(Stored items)

• • • •

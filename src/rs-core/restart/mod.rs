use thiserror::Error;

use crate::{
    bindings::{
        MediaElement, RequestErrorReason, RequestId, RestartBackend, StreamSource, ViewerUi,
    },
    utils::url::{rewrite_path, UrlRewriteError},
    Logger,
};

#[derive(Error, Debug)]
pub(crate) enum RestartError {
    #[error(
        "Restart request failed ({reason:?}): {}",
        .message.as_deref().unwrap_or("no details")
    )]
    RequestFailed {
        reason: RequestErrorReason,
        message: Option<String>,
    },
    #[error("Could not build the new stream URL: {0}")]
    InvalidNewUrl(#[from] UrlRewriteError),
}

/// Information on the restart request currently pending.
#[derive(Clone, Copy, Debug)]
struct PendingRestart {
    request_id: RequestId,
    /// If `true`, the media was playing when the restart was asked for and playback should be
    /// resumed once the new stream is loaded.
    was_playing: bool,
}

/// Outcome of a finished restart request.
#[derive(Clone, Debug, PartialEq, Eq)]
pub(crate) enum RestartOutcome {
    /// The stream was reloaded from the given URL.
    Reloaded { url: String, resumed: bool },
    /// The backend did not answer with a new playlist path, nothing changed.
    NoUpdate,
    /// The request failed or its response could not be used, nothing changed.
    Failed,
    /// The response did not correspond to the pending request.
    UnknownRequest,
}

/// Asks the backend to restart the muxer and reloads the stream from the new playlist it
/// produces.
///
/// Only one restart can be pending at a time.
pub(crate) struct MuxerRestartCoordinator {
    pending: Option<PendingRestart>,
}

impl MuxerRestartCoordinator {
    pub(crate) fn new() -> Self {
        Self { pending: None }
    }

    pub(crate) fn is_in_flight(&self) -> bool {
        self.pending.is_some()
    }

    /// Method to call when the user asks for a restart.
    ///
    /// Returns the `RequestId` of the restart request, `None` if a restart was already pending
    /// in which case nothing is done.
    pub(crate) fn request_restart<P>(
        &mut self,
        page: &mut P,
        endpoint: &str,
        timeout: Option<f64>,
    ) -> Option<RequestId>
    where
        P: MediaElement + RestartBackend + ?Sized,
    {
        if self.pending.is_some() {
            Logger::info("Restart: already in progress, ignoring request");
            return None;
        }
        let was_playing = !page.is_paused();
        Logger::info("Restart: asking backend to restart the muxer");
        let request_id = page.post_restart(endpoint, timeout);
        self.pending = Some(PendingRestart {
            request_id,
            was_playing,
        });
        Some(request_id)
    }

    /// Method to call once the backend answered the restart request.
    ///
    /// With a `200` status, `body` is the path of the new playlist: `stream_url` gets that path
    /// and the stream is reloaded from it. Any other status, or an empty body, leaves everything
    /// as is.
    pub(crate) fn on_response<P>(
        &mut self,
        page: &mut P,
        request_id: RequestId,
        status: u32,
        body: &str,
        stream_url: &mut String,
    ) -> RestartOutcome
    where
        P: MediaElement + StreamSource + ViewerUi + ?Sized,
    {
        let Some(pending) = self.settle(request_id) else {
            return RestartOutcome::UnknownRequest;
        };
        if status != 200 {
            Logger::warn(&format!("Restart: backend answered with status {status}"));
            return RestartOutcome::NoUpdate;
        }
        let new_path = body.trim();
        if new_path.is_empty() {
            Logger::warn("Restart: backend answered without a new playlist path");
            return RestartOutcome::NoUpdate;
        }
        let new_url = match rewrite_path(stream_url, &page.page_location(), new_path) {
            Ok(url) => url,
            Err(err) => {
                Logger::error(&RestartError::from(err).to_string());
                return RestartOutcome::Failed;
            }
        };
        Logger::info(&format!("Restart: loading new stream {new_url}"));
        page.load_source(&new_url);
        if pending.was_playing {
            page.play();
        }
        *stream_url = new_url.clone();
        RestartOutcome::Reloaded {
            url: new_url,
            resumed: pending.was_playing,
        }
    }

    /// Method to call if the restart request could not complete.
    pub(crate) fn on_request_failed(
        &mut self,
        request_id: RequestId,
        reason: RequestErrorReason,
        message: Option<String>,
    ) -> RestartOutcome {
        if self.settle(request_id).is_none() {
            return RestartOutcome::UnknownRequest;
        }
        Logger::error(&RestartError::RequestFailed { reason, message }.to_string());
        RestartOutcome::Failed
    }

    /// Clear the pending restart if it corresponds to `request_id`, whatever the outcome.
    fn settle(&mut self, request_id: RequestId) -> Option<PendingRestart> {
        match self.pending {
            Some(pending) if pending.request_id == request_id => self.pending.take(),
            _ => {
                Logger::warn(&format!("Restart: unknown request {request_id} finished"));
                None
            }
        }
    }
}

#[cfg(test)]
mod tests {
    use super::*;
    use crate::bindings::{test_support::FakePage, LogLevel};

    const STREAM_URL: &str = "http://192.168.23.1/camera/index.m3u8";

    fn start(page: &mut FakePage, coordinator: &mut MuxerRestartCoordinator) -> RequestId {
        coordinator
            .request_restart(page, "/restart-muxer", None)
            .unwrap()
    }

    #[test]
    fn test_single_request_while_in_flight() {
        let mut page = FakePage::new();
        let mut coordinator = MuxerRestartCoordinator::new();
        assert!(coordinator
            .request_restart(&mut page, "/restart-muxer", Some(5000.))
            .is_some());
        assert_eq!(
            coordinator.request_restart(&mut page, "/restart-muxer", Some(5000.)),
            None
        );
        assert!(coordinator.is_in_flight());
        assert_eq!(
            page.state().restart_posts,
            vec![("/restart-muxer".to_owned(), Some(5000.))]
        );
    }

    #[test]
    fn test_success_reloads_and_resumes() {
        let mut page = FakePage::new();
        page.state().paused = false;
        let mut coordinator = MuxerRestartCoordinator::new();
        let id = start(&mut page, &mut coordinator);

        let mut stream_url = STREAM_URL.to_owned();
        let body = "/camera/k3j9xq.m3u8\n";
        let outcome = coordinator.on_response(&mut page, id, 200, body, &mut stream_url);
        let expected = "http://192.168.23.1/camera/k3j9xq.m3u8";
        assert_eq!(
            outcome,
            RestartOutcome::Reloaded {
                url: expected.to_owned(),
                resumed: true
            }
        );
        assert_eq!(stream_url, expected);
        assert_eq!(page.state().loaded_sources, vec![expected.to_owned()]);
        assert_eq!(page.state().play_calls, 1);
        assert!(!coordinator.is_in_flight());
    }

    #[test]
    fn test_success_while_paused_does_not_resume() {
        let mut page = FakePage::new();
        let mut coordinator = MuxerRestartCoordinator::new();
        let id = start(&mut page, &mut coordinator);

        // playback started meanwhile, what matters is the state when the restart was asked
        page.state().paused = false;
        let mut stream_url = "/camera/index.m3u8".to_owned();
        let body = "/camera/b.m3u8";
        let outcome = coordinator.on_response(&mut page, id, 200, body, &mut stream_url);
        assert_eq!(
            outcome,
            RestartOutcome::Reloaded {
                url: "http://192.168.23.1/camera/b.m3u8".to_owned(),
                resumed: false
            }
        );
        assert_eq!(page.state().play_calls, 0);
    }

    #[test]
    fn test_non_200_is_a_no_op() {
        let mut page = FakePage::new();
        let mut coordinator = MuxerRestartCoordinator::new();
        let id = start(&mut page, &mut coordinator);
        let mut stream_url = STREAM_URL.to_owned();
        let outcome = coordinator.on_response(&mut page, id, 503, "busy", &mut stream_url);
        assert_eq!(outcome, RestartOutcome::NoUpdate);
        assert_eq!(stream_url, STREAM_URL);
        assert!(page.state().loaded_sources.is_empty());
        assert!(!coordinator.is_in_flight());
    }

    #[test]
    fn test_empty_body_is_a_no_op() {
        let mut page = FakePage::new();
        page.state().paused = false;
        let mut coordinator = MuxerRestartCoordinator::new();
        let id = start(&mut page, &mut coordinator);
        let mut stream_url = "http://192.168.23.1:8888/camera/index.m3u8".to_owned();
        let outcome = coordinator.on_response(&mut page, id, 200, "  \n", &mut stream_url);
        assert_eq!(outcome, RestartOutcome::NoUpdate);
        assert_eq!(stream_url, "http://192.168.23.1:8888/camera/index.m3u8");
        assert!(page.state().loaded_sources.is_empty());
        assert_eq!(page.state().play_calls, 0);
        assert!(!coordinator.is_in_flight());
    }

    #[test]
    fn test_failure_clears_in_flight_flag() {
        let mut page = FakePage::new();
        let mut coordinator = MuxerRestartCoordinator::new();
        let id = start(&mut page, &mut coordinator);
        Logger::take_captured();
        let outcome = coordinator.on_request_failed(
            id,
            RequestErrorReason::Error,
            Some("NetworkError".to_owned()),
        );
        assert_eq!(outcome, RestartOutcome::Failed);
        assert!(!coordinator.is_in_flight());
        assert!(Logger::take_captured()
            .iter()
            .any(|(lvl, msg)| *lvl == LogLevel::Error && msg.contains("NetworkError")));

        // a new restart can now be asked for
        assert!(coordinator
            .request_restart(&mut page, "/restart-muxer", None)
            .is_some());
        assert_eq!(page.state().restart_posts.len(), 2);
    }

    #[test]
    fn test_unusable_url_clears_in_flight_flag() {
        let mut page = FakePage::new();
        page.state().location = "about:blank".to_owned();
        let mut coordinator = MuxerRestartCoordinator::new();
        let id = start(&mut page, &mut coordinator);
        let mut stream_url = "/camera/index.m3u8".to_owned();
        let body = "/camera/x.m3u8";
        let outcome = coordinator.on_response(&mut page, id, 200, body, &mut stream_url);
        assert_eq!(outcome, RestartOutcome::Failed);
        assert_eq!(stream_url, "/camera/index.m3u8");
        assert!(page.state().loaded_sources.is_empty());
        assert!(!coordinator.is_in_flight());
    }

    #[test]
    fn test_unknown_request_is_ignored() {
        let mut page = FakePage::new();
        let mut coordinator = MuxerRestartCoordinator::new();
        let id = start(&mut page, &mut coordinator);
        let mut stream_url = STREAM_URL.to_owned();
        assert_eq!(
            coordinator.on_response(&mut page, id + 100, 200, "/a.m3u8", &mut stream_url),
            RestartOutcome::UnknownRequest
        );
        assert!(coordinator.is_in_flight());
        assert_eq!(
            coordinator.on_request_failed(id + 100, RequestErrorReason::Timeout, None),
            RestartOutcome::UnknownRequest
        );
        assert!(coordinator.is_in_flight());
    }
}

• • • •

▶ _Exercise objective_: Starting with the first line of the records, repeat every line up to and including the one containing "request currently pending.", and nothing else.

▶ _Solution to this exercise_:
filename src/rs-core/restart/mod.rs
use thiserror::Error;

use crate::{
    bindings::{
        MediaElement, RequestErrorReason, RequestId, RestartBackend, StreamSource, ViewerUi,
    },
    utils::url::{rewrite_path, UrlRewriteError},
    Logger,
};

#[derive(Error, Debug)]
pub(crate) enum RestartError {
    #[error(
        "Restart request failed ({reason:?}): {}",
        .message.as_deref().unwrap_or("no details")
    )]
    RequestFailed {
        reason: RequestErrorReason,
        message: Option<String>,
    },
    #[error("Could not build the new stream URL: {0}")]
    InvalidNewUrl(#[from] UrlRewriteError),
}

/// Information on the restart request currently pending.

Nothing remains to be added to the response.